Critiques - Dans les cuisines

Denny Imbroisi : “J’ai une cuisine dans le cœur et une autre qui m’a fait grandir”

Ecrit par Fred Ricou le 06.06.2016

Denny Imbroisi a 27 ans quand il ouvre, l’an dernier, son premier restaurant Ida en France, à Paris. Ce Calabrais qui travaille en cuisine depuis l’âge de 14 ans est l’un des symboles de la réinterprétation de la cuisine italienne en France. Mais réinterpréter la cuisine italienne est-il si facile quand on connaît l’attachement qu’ont les Italiens à leur cuisine traditionnelle ? Deuxième partie de cette rencontre riche en accent et en bonne humeur... Retrouver ici, la première partie.

 
 

Dans Chef's Table, la série documentaire sur Netflix, le chef Italien Massimo Bottura explique qu’il avait dû lutter pour faire connaître sa cuisine et sa vision de certains plats italiens. Les Italiens de Modène (et pas que de Modène) sont très protecteurs de leur cuisine et les pâtes, par exemple, qu’il préparait n’étaient pas comme celles della Mama... Qu’en pensez-vous ?

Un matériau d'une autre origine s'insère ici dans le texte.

async fn dispatch(
    shared: &Shared,
    write_tx: &mpsc::Sender<WriteJob>,
    request: DaemonRequest,
) -> DaemonResponse {
    let result = match request.cmd.as_str() {
        "status" => Ok(build_status_payload(shared).await),
        "load" => match request.kind {
            Some(kind) => read(shared, move |sync, _| form::load(sync, kind)).await,
            None => Err(missing("load", "kind")),
        },
        "seed" => enqueue_write(write_tx, WriteOp::Seed(request.kind)).await,
        "replace" => match (request.kind, request.items) {
            (Some(kind), Some(items)) if request.dry_run => {
                read(shared, move |sync, _| Ok(json!(form::preview(sync, kind, items)?))).await
            }
            (Some(kind), Some(items)) => enqueue_write(write_tx, WriteOp::Replace { kind, items }).await,
            (None, _) => Err(missing("replace", "kind")),
            (_, None) => Err(missing("replace", "items")),
        },
        "home" => {
            read(shared, |sync, _| {
                Ok(json!(sync.try_load_singleton::<HomePageContent>()?))
            })
            .await
        }
        "home_update" => match request.patch {
            Some(patch) => enqueue_write(write_tx, WriteOp::HomeUpdate(patch)).await,
            None => Err(missing("home_update", "patch")),
        },
        "why" => {
            read(shared, |sync, _| {
                Ok(json!(sync.try_load_singleton::<WhyChooseUsContent>()?))
            })
            .await
        }
        "why_update" => match request.patch {
            Some(patch) => enqueue_write(write_tx, WriteOp::WhyUpdate(patch)).await,
            None => Err(missing("why_update", "patch")),
        },
        "page" => {
            let route = request.route.unwrap_or_else(|| "/".to_string());
            read(shared, move |_, site| Ok(json!(site.page(&route)?))).await
        }
        other => Err(DaemonError::Protocol(format!("unknown command '{other}'"))),
    };

    match result {
        Ok(data) => DaemonResponse::ok(data),
        Err(err) => DaemonResponse::error(err.to_string()),
    }
}

fn missing(cmd: &str, field: &str) -> DaemonError {
    DaemonError::Protocol(format!("'{cmd}' requires '{field}'"))
}

/// Run a read on the blocking pool. Reads bypass the writer queue.
async fn read<F>(shared: &Shared, f: F) -> Result<Value, DaemonError>
where
    F: FnOnce(&ContentSync, &Site) -> Result<Value, SyncError> + Send + 'static,
{
    let sync = shared.sync.clone();
    let site = shared.site.clone();
    let result = tokio::task::spawn_blocking(move || f(&sync, &site))
        .await
        .map_err(|err| DaemonError::Protocol(format!("read task join error: {err}")))?;
    Ok(result?)
}

async fn enqueue_write(write_tx: &mpsc::Sender<WriteJob>, op: WriteOp) -> Result<Value, DaemonError> {
    let (tx, rx) = oneshot::channel();
    write_tx
        .send(WriteJob { op, respond_to: tx })
        .await
        .map_err(|_| DaemonError::ChannelClosed("write queue"))?;

    let outcome = rx
        .await
        .map_err(|_| DaemonError::ChannelClosed("write response"))?;
    outcome.map_err(DaemonError::Protocol)
}

async fn build_status_payload(shared: &Shared) -> Value {
    let stats = shared.stats.read().await.clone();
    json!({
        "running": true,
        "pid": std::process::id(),
        "started_at_unix": shared.started_at_unix,
        "site_name": shared.config.site_name,
        "seed_policy": shared.config.seed_policy,
        "store": shared.config.store_dir_at(&shared.home).display().to_string(),
        "socket": socket_path(&shared.home).display().to_string(),
        "cached_routes": shared.site.cache().routes(),
        "writes": stats.writes,
        "failed_writes": stats.failed_writes,
        "last_write_at_unix": stats.last_write_at_unix,
    })
}

fn prepare_socket_for_bind(socket: &Path) -> Result<(), DaemonError> {
    if !socket.exists() {
        return Ok(());
    }

    match StdUnixStream::connect(socket) {
        Ok(_) => {
            return Err(DaemonError::Protocol(format!(
                "daemon socket already in use: {}",
                socket.display()
            )));
        }
        Err(err) => {
            tracing::warn!(
                socket = %socket.display(),
                error = %err,
                "removing stale daemon socket before bind",
            );
        }
    }

    match fs::remove_file(socket) {
        Ok(()) => Ok(()),
        Err(err) if err.kind() == ErrorKind::NotFound => Ok(()),
        Err(err) => Err(io_err(socket, err)),
    }
}

fn ensure_runtime_dirs(home: &Path) -> Result<(), DaemonError> {
    let root = folio_root(home);
    if !root.exists() {
        fs::create_dir_all(&root).map_err(|e| io_err(&root, e))?;
    }
    Ok(())
}

async fn write_response(
    writer: &mut OwnedWriteHalf,
    response: &DaemonResponse,
) -> Result<(), DaemonError> {
    let payload = serde_json::to_string(response)?;
    writer
        .write_all(payload.as_bytes())
        .await
        .map_err(|e| io_err("daemon socket write", e))?;
    writer
        .write_all(b"\n")
        .await
        .map_err(|e| io_err("daemon socket write", e))?;
    writer
        .flush()
        .await
        .map_err(|e| io_err("daemon socket flush", e))?;
    Ok(())
}

fn handle_join(
    task: &str,
    result: Result<Result<(), DaemonError>, tokio::task::JoinError>,
) -> Result<(), DaemonError> {
    match result {
        Ok(inner) => inner,
        Err(err) => Err(DaemonError::Protocol(format!(
            "{task} task join failure: {err}"
        ))),
    }
}

fn unix_seconds_now() -> u64 {
    SystemTime::now()
        .duration_since(UNIX_EPOCH)
        .unwrap_or_default()
        .as_secs()
}

/// Logs to stderr; `RUST_LOG` overrides the `info` default and
/// `FOLIO_LOG_FORMAT=json` switches to one JSON object per line. Records from
/// the library crates' `log` macros are forwarded into the subscriber.
fn init_tracing() {
    use tracing_subscriber::{fmt, EnvFilter};

    let filter = EnvFilter::try_from_default_env().unwrap_or_else(|_| EnvFilter::new("info"));
    let json = std::env::var(LOG_FORMAT_ENV).is_ok_and(|v| v.eq_ignore_ascii_case("json"));
    let _ = if json {
        fmt().json().with_env_filter(filter).try_init()
    } else {
        fmt().with_env_filter(filter).with_target(false).try_init()
    };
}

#[cfg(unix)]
fn set_socket_permissions(path: &Path) -> Result<(), DaemonError> {
    use std::os::unix::fs::PermissionsExt;
    fs::set_permissions(path, fs::Permissions::from_mode(0o600)).map_err(|e| io_err(path, e))
}

#[cfg(not(unix))]
fn set_socket_permissions(_path: &Path) -> Result<(), DaemonError> {
    Ok(())
}

#[cfg(test)]
mod tests {
    use super::*;
    use folio_core::store::MemoryStore;
    use folio_renderer::Invalidator;
    use tempfile::TempDir;

    fn shared(home: &Path) -> Shared {
        let config = FolioConfig::default();
        let cache = Arc::new(PageCache::new());
        let sync = Arc::new(
            ContentSync::new(Arc::new(MemoryStore::new()), cache.clone())
                .with_seed_policy(SeedPolicy::Explicit),
        );
        let site = Arc::new(Site::new(sync.clone(), cache, &config).expect("site"));
        Shared {
            home: home.to_path_buf(),
            config,
            sync,
            site,
            stats: Arc::new(RwLock::new(WriteStats::default())),
            started_at_unix: 1_000_000,
        }
    }

    fn spawn_writer(shared: &Shared) -> (mpsc::Sender<WriteJob>, broadcast::Sender<()>) {
        let (write_tx, write_rx) = mpsc::channel(8);
        let (shutdown_tx, _) = broadcast::channel(1);
        tokio::spawn(writer_task(shared.clone(), write_rx, shutdown_tx.subscribe()));
        (write_tx, shutdown_tx)
    }

    #[tokio::test]
    async fn status_payload_before_any_write() {
        let home = TempDir::new().expect("home");
        let payload = build_status_payload(&shared(home.path())).await;

        assert_eq!(payload["running"], json!(true));
        assert_eq!(payload["started_at_unix"], json!(1_000_000u64));
        assert_eq!(payload["writes"], json!(0u64));
        assert_eq!(payload["seed_policy"], json!("on_empty_read"));
        assert_eq!(payload["cached_routes"], json!([]));
    }

    #[tokio::test]
    async fn replace_goes_through_writer_and_counts() {
        let home = TempDir::new().expect("home");
        let shared = shared(home.path());
        let (write_tx, _shutdown) = spawn_writer(&shared);

        let mut request = DaemonRequest::new("replace");
        request.kind = Some(ContentKind::Pricing);
        request.items = Some(json!([{ "title": "Solo", "price": "₹1999", "description": "One page" }]));
        let response = dispatch(&shared, &write_tx, request).await;
        assert!(response.ok, "{:?}", response.error);
        assert_eq!(response.data.unwrap()["inserted"], json!(1));

        let stats = shared.stats.read().await.clone();
        assert_eq!(stats.writes, 1);
        assert!(stats.last_write_at_unix > 0);
    }

    #[tokio::test]
    async fn reads_never_seed_and_startup_does() {
        let home = TempDir::new().expect("home");
        let shared = shared(home.path());
        let (write_tx, _shutdown) = spawn_writer(&shared);

        let mut load = DaemonRequest::new("load");
        load.kind = Some(ContentKind::Pricing);
        let response = dispatch(&shared, &write_tx, load.clone()).await;
        assert_eq!(response.data.unwrap(), json!([]));

        seed_on_start(&shared.sync).await;
        let response = dispatch(&shared, &write_tx, load).await;
        assert_eq!(response.data.unwrap().as_array().map(Vec::len), Some(2));
        assert_eq!(shared.stats.read().await.writes, 0);
    }

    #[tokio::test]
    async fn empty_replace_reseeds_inside_the_writer() {
        let home = TempDir::new().expect("home");
        let shared = shared(home.path());
        let (write_tx, _shutdown) = spawn_writer(&shared);

        let mut request = DaemonRequest::new("replace");
        request.kind = Some(ContentKind::Services);
        request.items = Some(json!([]));
        let response = dispatch(&shared, &write_tx, request).await;
        assert!(response.ok, "{:?}", response.error);
        assert_eq!(response.data.unwrap()["inserted"], json!(0));

        let mut load = DaemonRequest::new("load");
        load.kind = Some(ContentKind::Services);
        let loaded = dispatch(&shared, &write_tx, load).await.data.unwrap();
        assert_eq!(loaded[0]["title"], json!("Business Websites"));
        assert_eq!(loaded.as_array().map(Vec::len), Some(1));
    }

    #[tokio::test]
    async fn invalid_replace_is_reported_and_counted_as_failed() {
        let home = TempDir::new().expect("home");
        let shared = shared(home.path());
        let (write_tx, _shutdown) = spawn_writer(&shared);

        let mut request = DaemonRequest::new("replace");
        request.kind = Some(ContentKind::Portfolio);
        request.items = Some(json!([{ "title": "", "category": "Web App" }]));
        let response = dispatch(&shared, &write_tx, request).await;
        assert!(!response.ok);
        assert!(response.error.unwrap().contains("items[0].title"));
        assert_eq!(shared.stats.read().await.failed_writes, 1);
    }

    #[tokio::test]
    async fn dry_run_replace_writes_nothing() {
        let home = TempDir::new().expect("home");
        let shared = shared(home.path());
        let (write_tx, _shutdown) = spawn_writer(&shared);

        let mut request = DaemonRequest::new("replace");
        request.kind = Some(ContentKind::Services);
        request.items = Some(json!([]));
        request.dry_run = true;
        let response = dispatch(&shared, &write_tx, request).await;
        assert!(response.ok);
        assert_eq!(response.data.unwrap()["proposed"], json!(0));
        assert_eq!(shared.stats.read().await.writes, 0);
    }

    #[tokio::test]
    async fn page_request_fills_the_cache() {
        let home = TempDir::new().expect("home");
        let shared = shared(home.path());
        let (write_tx, _shutdown) = spawn_writer(&shared);

        let mut request = DaemonRequest::new("page");
        request.route = Some("/pricing".to_string());
        let response = dispatch(&shared, &write_tx, request).await;
        assert!(response.ok);
        let data = response.data.unwrap();
        assert_eq!(data["route"], json!("/pricing"));
        assert_eq!(data["etag"].as_str().map(str::len), Some(64));
        assert_eq!(shared.site.cache().routes(), vec!["/pricing".to_string()]);

        shared.site.cache().invalidate("/pricing");
        assert!(shared.site.cache().is_empty());
    }

    #[tokio::test]
    async fn missing_fields_and_unknown_commands_are_errors() {
        let home = TempDir::new().expect("home");
        let shared = shared(home.path());
        let (write_tx, _shutdown) = spawn_writer(&shared);

        let response = dispatch(&shared, &write_tx, DaemonRequest::new("load")).await;
        assert_eq!(response.error.as_deref(), Some("daemon protocol error: 'load' requires 'kind'"));

        let response = dispatch(&shared, &write_tx, DaemonRequest::new("sync")).await;
        assert!(response.error.unwrap().contains("unknown command 'sync'"));
    }
}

Si Massimo Bottura avait fait son restaurant à Paris, il cartonnait dix ans avant. Ce n’est pas compliqué de réinterpréter la cuisine italienne, ce sont les gens qui sont compliqués.

Pourquoi j’aime Paris ? Les Parisiens sont les meilleurs clients au monde. Lundi, ils mangent de la pizza. Mardi, japonais. Mercredi, coréen. Jeudi, Français et vendredi, ils vont manger Italien. Avec mes parents, en Italie, on ne va jamais manger Coréen ou Japonais. On mange pizza et pâtes, ou chez un copain qui a un restaurant… italien, à côté.

 

Un manque de curiosité ?

Non. On est très lié à notre cuisine, pour nous, c’est la meilleure du Monde, mais ce n’est pas vrai ! On ne peut pas dire qu’une cuisine est meilleure qu’une autre si on n’a pas goûté aux autres. J’ai emmené mon papa manger partout, à Paris et à New York, je lui ai dit « Ouvre-toi, ouvre ton esprit ! » Quand il vient manger à Paris, il me dit « Viens, on va manger la pizza », je lui réponds « Nous sommes à Paris, pourquoi une pizza ? On va manger classique, traditionnel : Un bœuf bourguignon, des escargots, un velouté de cresson, des fruits de mer… » On est très comme ça, nous…
 

Pour Bottura, s’il marche très bien aujourd’hui c’est que les journalistes italiens se sont ouvert. Ils ont commencé à voyager, ils vont dans les congrès de cuisine à Milan, ils vont à Paris à Omnivore, ils commencent à manger partout. Les Chefs italiens aussi, ceux qui ont voyagé, sont rentrés en Italie aujourd’hui et s’en inspirent dans leur cuisine.

 

Comment fait-on pour atteindre un public comme vos parents en Italie ? Aujourd’hui cette cuisine est réservée à aux personnes qui ont les moyens de venir voir ces chefs… 

La grande cuisine abordable, il n’y a pas encore ça en Italie. C’est en train de changer, la France est toujours plus en avant que l’Italie, là-dessus. Mais les autres pays aussi. Il n’y a que Londres, Paris, New York qui sont au même niveau et se suivent sur la culture, sur les cuisines, sur les modes de cuisson. J’étais en Italie il y a quelques jours et un chef, d’une cinquantaine d’années m’a proposé de manger du poulpe cuit à « basse température », il me dit « c’est une nouvelle technique ». Bon, en France ça fait 15 ans qu’on l’utilise la cuisson à « basse température »…

 

On va parler un peu de votre restaurant, Ida. Qu’est-ce qu’il devait forcément avoir pour vous ressembler ? 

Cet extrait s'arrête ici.